Friday, 29 March 2019

George Clooney demands hotel boycott over Brunei's new anti-gay death penalty law

George Clooney George Clooney has called on people to boycott nine exclusive hotels that are owned by the Sultan of Brunei in protest of the kingdom’s imminent introduction of a new slew of laws, which include the death penalty by stoning for gay sex.
In a scathing op-ed for Deadline Hollywood published Thursday, the movie actor acknowledged he had “stayed at many of them, a couple of them recently, because I hadn’t done my homework and didn’t know” that they were owned by the Sultan’s Brunei Investment Agency.
He listed the hotels as:
The Dorchester, London
45 Park Lane, London
Coworth Park, England
The Beverly Hills Hotel, Beverly Hills
Hotel Bel-Air, Los Angeles
Le Meurice, Paris
Hotel Plaza Athenee, Paris
Hotel Eden, Rome
Hotel Principe di Savoia, Milan

They’re nice hotels.
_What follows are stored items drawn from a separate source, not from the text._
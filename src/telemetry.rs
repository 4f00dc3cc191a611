//! Telemetry initialization (tracing/tracing-subscriber).
//!
//! Behavior:
//! - LOG_LEVEL controls the filter (e.g. "debug" or detailed directives like
//!   "info,blocks=debug,authoring=debug,tower_http=info").
//! - LOG_FORMAT selects "pretty" (default) or "json" structured logs.
//!
//! Notes:
//! - We include targets in the output to disambiguate sources.
//! - Tower HTTP TraceLayer still adds per-request spans; this complements it.

use tracing_subscriber::EnvFilter;

const DEFAULT_FILTER: &str = "info,blocks=info,authoring=info,labs_backend=debug,tower_http=info,axum=info";

pub fn init_tracing() {
    let filter = EnvFilter::try_from_env("LOG_LEVEL").unwrap_or_else(|_| EnvFilter::new(DEFAULT_FILTER));

    let builder = tracing_subscriber::fmt()
        .with_env_filter(filter)
        .with_target(true)
        .with_file(true)
        .with_line_number(true);

    // Choose JSON vs pretty; don't try to store different layer types.
    match std::env::var("LOG_FORMAT").as_deref() {
        Ok("json") => {
            builder.json().init();
        }
        _ => {
            builder.init();
        }
    }
}
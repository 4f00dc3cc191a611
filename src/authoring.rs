//! Authoring session: the admin's in-progress edit of one day.
//!
//! Every edit produces a whole new `Draft` (blocks + prompt) that is pushed onto
//! a bounded history, so undo/redo is just moving between snapshots. Saving
//! goes through the same prune/serialize path as the HTTP save and then adopts
//! what was actually stored as the new clean state.

use serde_json::Value;
use tracing::{debug, info, instrument};

use crate::blocks::history::EditHistory;
use crate::blocks::schema::{create_block, BlockGroup, BlockRole, BlockType, DayBlock};
use crate::blocks::{extract_discussion_prompt, normalize_blocks, parse_day_content};
use crate::domain::Day;
use crate::error::{ApiError, ApiResult};
use crate::logic::{find_day, save_blocks};
use crate::protocol::{DayOut, SessionOut};
use crate::state::AppState;

#[derive(Clone, Debug, PartialEq)]
pub struct Draft {
  pub blocks: Vec<DayBlock>,
  pub prompt: String,
}

pub struct AuthoringSession {
  pub lab_slug: String,
  pub day_number: u32,
  pub title: String,
  history: EditHistory<Draft>,
  saved: Draft,
}

impl AuthoringSession {
  pub fn from_day(day: &Day, history_limit: usize) -> Self {
    let draft = Draft {
      blocks: parse_day_content(day.content.as_deref(), day.video_url.as_deref()),
      prompt: extract_discussion_prompt(day.content.as_deref()),
    };
    Self {
      lab_slug: day.lab_slug.clone(),
      day_number: day.day_number,
      title: day.title.clone(),
      history: EditHistory::new(draft.clone(), history_limit),
      saved: draft,
    }
  }

  #[instrument(level = "info", skip(state))]
  pub async fn open(state: &AppState, lab: &str, day: u32) -> ApiResult<Self> {
    let day = find_day(state, lab, day).await?;
    let session = Self::from_day(&day, state.settings.history_limit);
    info!(target: "authoring", lab = %session.lab_slug, day = session.day_number, blocks = session.blocks().len(), "Authoring session opened");
    Ok(session)
  }

  pub fn blocks(&self) -> &[DayBlock] {
    &self.history.present().blocks
  }

  pub fn prompt(&self) -> &str {
    &self.history.present().prompt
  }

  pub fn is_dirty(&self) -> bool {
    *self.history.present() != self.saved
  }

  /// Insert a fresh block of `kind` at `index` (clamped), or at the end. Returns its id.
  pub fn add_block(&mut self, kind: BlockType, index: Option<usize>) -> String {
    let block = create_block(kind);
    let id = block.id.clone();
    self.edit(|draft| {
      let at = index.unwrap_or(draft.blocks.len()).min(draft.blocks.len());
      draft.blocks.insert(at, block);
      Ok(())
    })
    .map(|_| id)
    .unwrap_or_default()
  }

  /// Replace a block (matched by id) with an edited version sent as loose JSON.
  pub fn update_block(&mut self, raw: &Value) -> ApiResult<bool> {
    let has_id = raw.get("id").and_then(Value::as_str).map_or(false, |id| !id.trim().is_empty());
    if !has_id {
      return Err(ApiError::InvalidInput("block id is required".into()));
    }
    let block = normalize_blocks(std::slice::from_ref(raw))
      .pop()
      .ok_or_else(|| ApiError::InvalidInput("unreadable block".into()))?;
    self.edit(|draft| {
      let slot = draft
        .blocks
        .iter_mut()
        .find(|b| b.id == block.id)
        .ok_or_else(|| ApiError::BlockNotFound(block.id.clone()))?;
      *slot = block;
      Ok(())
    })
  }

  pub fn remove_block(&mut self, block_id: &str) -> ApiResult<bool> {
    self.edit(|draft| {
      let at = position(draft, block_id)?;
      draft.blocks.remove(at);
      Ok(())
    })
  }

  /// Move a block to position `to` (clamped to the end).
  pub fn move_block(&mut self, block_id: &str, to: usize) -> ApiResult<bool> {
    self.edit(|draft| {
      let from = position(draft, block_id)?;
      let block = draft.blocks.remove(from);
      let to = to.min(draft.blocks.len());
      draft.blocks.insert(to, block);
      Ok(())
    })
  }

  /// Make one resource block the day's primary and demote every other.
  pub fn set_primary(&mut self, block_id: &str) -> ApiResult<bool> {
    self.edit(|draft| {
      let at = position(draft, block_id)?;
      if draft.blocks[at].group != BlockGroup::Resource {
        return Err(ApiError::InvalidInput("challenge blocks cannot be the primary resource".into()));
      }
      for (i, b) in draft.blocks.iter_mut().enumerate() {
        if i == at {
          b.role = BlockRole::Primary;
          b.resource_slot = None;
        } else if b.role == BlockRole::Primary {
          b.role = BlockRole::Support;
        }
      }
      Ok(())
    })
  }

  pub fn set_prompt(&mut self, text: &str) -> bool {
    self.edit(|draft| {
      draft.prompt = text.to_string();
      Ok(())
    })
    .unwrap_or(false)
  }

  pub fn undo(&mut self) -> bool {
    self.history.undo()
  }

  pub fn redo(&mut self) -> bool {
    self.history.redo()
  }

  /// Persist the current draft, then treat what was stored as the clean state.
  #[instrument(level = "info", skip(self, state), fields(lab = %self.lab_slug, day = self.day_number))]
  pub async fn save(&mut self, state: &AppState) -> ApiResult<DayOut> {
    let draft = self.history.present().clone();
    let view = save_blocks(state, &self.lab_slug, self.day_number, None, draft.blocks, Some(&draft.prompt)).await?;
    let stored = Draft {
      blocks: view.blocks.clone(),
      prompt: if view.has_custom_prompt { view.discussion_prompt.clone() } else { String::new() },
    };
    self.history.push(stored.clone());
    self.saved = stored;
    self.title = view.title.clone();
    Ok(view)
  }

  pub fn snapshot(&self) -> SessionOut {
    SessionOut {
      lab_slug: self.lab_slug.clone(),
      day_number: self.day_number,
      title: self.title.clone(),
      blocks: self.blocks().to_vec(),
      discussion_prompt: self.prompt().to_string(),
      can_undo: self.history.can_undo(),
      can_redo: self.history.can_redo(),
      dirty: self.is_dirty(),
    }
  }

  /// Apply `change` to a copy of the current draft and record it. Ok(false) means nothing changed.
  fn edit(&mut self, change: impl FnOnce(&mut Draft) -> ApiResult<()>) -> ApiResult<bool> {
    let mut next = self.history.present().clone();
    change(&mut next)?;
    let changed = self.history.push(next);
    debug!(target: "authoring", lab = %self.lab_slug, day = self.day_number, changed, "Draft edited");
    Ok(changed)
  }
}

fn position(draft: &Draft, block_id: &str) -> ApiResult<usize> {
  draft
    .blocks
    .iter()
    .position(|b| b.id == block_id)
    .ok_or_else(|| ApiError::BlockNotFound(block_id.to_string()))
}

#[cfg(test)]
mod tests {
  use super::*;
  use crate::blocks::schema::BlockBody;
  use crate::seeds::SEED_LAB_SLUG;
  use serde_json::json;

  async fn open(day: u32) -> (AppState, AuthoringSession) {
    let state = AppState::from_config(None);
    let session = AuthoringSession::open(&state, SEED_LAB_SLUG, day).await.unwrap();
    (state, session)
  }

  #[tokio::test]
  async fn opening_parses_stored_content() {
    let (_, s) = open(3).await;
    let ids: Vec<&str> = s.blocks().iter().map(|b| b.id.as_str()).collect();
    assert_eq!(ids, vec!["d3-video", "d3-notes", "d3-quiz"]);
    assert!(s.prompt().starts_with("¿Qué error"));
    assert!(!s.is_dirty());
  }

  #[tokio::test]
  async fn edits_undo_and_redo() {
    let (_, mut s) = open(4).await;
    let id = s.add_block(BlockType::Text, Some(0));
    assert_eq!(s.blocks()[0].id, id);
    assert!(s.is_dirty());

    s.update_block(&json!({ "id": id, "type": "text", "html": "<p>Lee primero</p>" })).unwrap();
    assert_eq!(s.blocks()[0].body, BlockBody::Text { html: "<p>Lee primero</p>".into() });

    assert!(s.undo());
    assert_eq!(s.blocks()[0].body, BlockBody::Text { html: String::new() });
    assert!(s.undo());
    assert_eq!(s.blocks().len(), 1);
    assert!(!s.is_dirty());
    assert!(s.redo());
    assert_eq!(s.blocks().len(), 2);
  }

  #[tokio::test]
  async fn set_primary_demotes_others_and_rejects_challenge_blocks() {
    let (_, mut s) = open(3).await;
    s.set_primary("d3-notes").unwrap();
    let roles: Vec<BlockRole> = s.blocks().iter().map(|b| b.role).collect();
    assert_eq!(roles, vec![BlockRole::Support, BlockRole::Primary, BlockRole::Support]);
    assert!(matches!(s.set_primary("d3-quiz"), Err(ApiError::InvalidInput(_))));
    assert!(matches!(s.set_primary("missing"), Err(ApiError::BlockNotFound(_))));
  }

  #[tokio::test]
  async fn move_and_remove() {
    let (_, mut s) = open(3).await;
    s.move_block("d3-quiz", 0).unwrap();
    assert_eq!(s.blocks()[0].id, "d3-quiz");
    s.move_block("d3-quiz", 99).unwrap();
    assert_eq!(s.blocks()[2].id, "d3-quiz");
    s.remove_block("d3-notes").unwrap();
    assert_eq!(s.blocks().len(), 2);
    assert!(s.remove_block("d3-notes").is_err());
  }

  #[tokio::test]
  async fn update_requires_known_id() {
    let (_, mut s) = open(3).await;
    assert!(s.update_block(&json!({ "type": "text" })).is_err());
    assert!(matches!(s.update_block(&json!({ "id": "zzz", "type": "text" })), Err(ApiError::BlockNotFound(_))));
    assert!(matches!(s.update_block(&json!({ "id": "d3-quiz", "type": "poll" })), Err(ApiError::InvalidInput(_))));
  }

  #[tokio::test]
  async fn save_adopts_pruned_content() {
    let (state, mut s) = open(4).await;
    s.add_block(BlockType::Checklist, None);
    s.set_prompt("  Muestra tu CLI  ");
    let view = s.save(&state).await.unwrap();
    assert!(!s.is_dirty());
    assert_eq!(view.discussion_prompt, "Muestra tu CLI");
    let BlockBody::Checklist(c) = &s.blocks()[1].body else { panic!("not a checklist") };
    assert!(c.items.is_empty(), "empty checklist item pruned on save");
    assert!(s.undo(), "save is undoable");
  }
}
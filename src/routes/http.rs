//! HTTP endpoint handlers. These are thin wrappers that forward to core logic.
//! Each handler is instrumented and logs parameters and basic result info.

use std::sync::Arc;
use axum::{extract::{Path, State}, Json, response::IntoResponse};
use tracing::{info, instrument};

use crate::blocks::DayBlock;
use crate::error::ApiResult;
use crate::protocol::*;
use crate::state::AppState;
use crate::logic::*;

#[instrument(level = "info")]
pub async fn http_health() -> impl IntoResponse { Json(HealthOut { ok: true }) }

#[instrument(level = "info", skip(state))]
pub async fn http_list_labs(State(state): State<Arc<AppState>>) -> Json<Vec<LabOut>> {
  Json(list_labs(&state).await)
}

#[instrument(level = "info", skip(state))]
pub async fn http_list_days(
  State(state): State<Arc<AppState>>,
  Path(slug): Path<String>,
) -> ApiResult<Json<Vec<DaySummaryOut>>> {
  let days = list_day_summaries(&state, &slug).await?;
  info!(target: "labs_backend", %slug, days = days.len(), "HTTP day list served");
  Ok(Json(days))
}

#[instrument(level = "info", skip(state))]
pub async fn http_get_day(
  State(state): State<Arc<AppState>>,
  Path((slug, day)): Path<(String, u32)>,
) -> ApiResult<Json<DayOut>> {
  let view = load_day(&state, &slug, day).await?;
  info!(target: "labs_backend", %slug, day, blocks = view.blocks.len(), "HTTP day served");
  Ok(Json(view))
}

#[instrument(level = "info", skip(state, body), fields(blocks = body.blocks.len()))]
pub async fn http_put_day_content(
  State(state): State<Arc<AppState>>,
  Path((slug, day)): Path<(String, u32)>,
  Json(body): Json<SaveDayIn>,
) -> ApiResult<Json<DayOut>> {
  let view = save_day_content(&state, &slug, day, body).await?;
  info!(target: "labs_backend", %slug, day, revision = view.revision, "HTTP day content saved");
  Ok(Json(view))
}

#[instrument(level = "info", skip(body), fields(block_type = %body.block_type))]
pub async fn http_post_block(Json(body): Json<CreateBlockIn>) -> ApiResult<Json<DayBlock>> {
  Ok(Json(new_block(&body.block_type)?))
}

#[instrument(level = "info", skip(state, body), fields(content_len = body.content.as_ref().map_or(0, String::len)))]
pub async fn http_post_parse(
  State(state): State<Arc<AppState>>,
  Json(body): Json<ParseIn>,
) -> Json<ParseOut> {
  Json(parse_content(&body, state.settings.summary_max_chars))
}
The people who work there are kind and helpful and have no part in the ownership of hese properties,” Clooney wrote. “But let’s be clear, every single time we stay at or take meetings at or dine at any of these nine hotels we are putting money directly into the pockets of men who choose to stone and whip to death their own citizens for being gay or accused of adultery.”
Clooney, who participated in a previous campaign against Brunei-owned hotels over the oil-rich monarchy’s treatment of the LGBTQ community, admitted “any boycott would have little effect on changing these laws” but asked if people were “really going to help pay for these human rights violations?”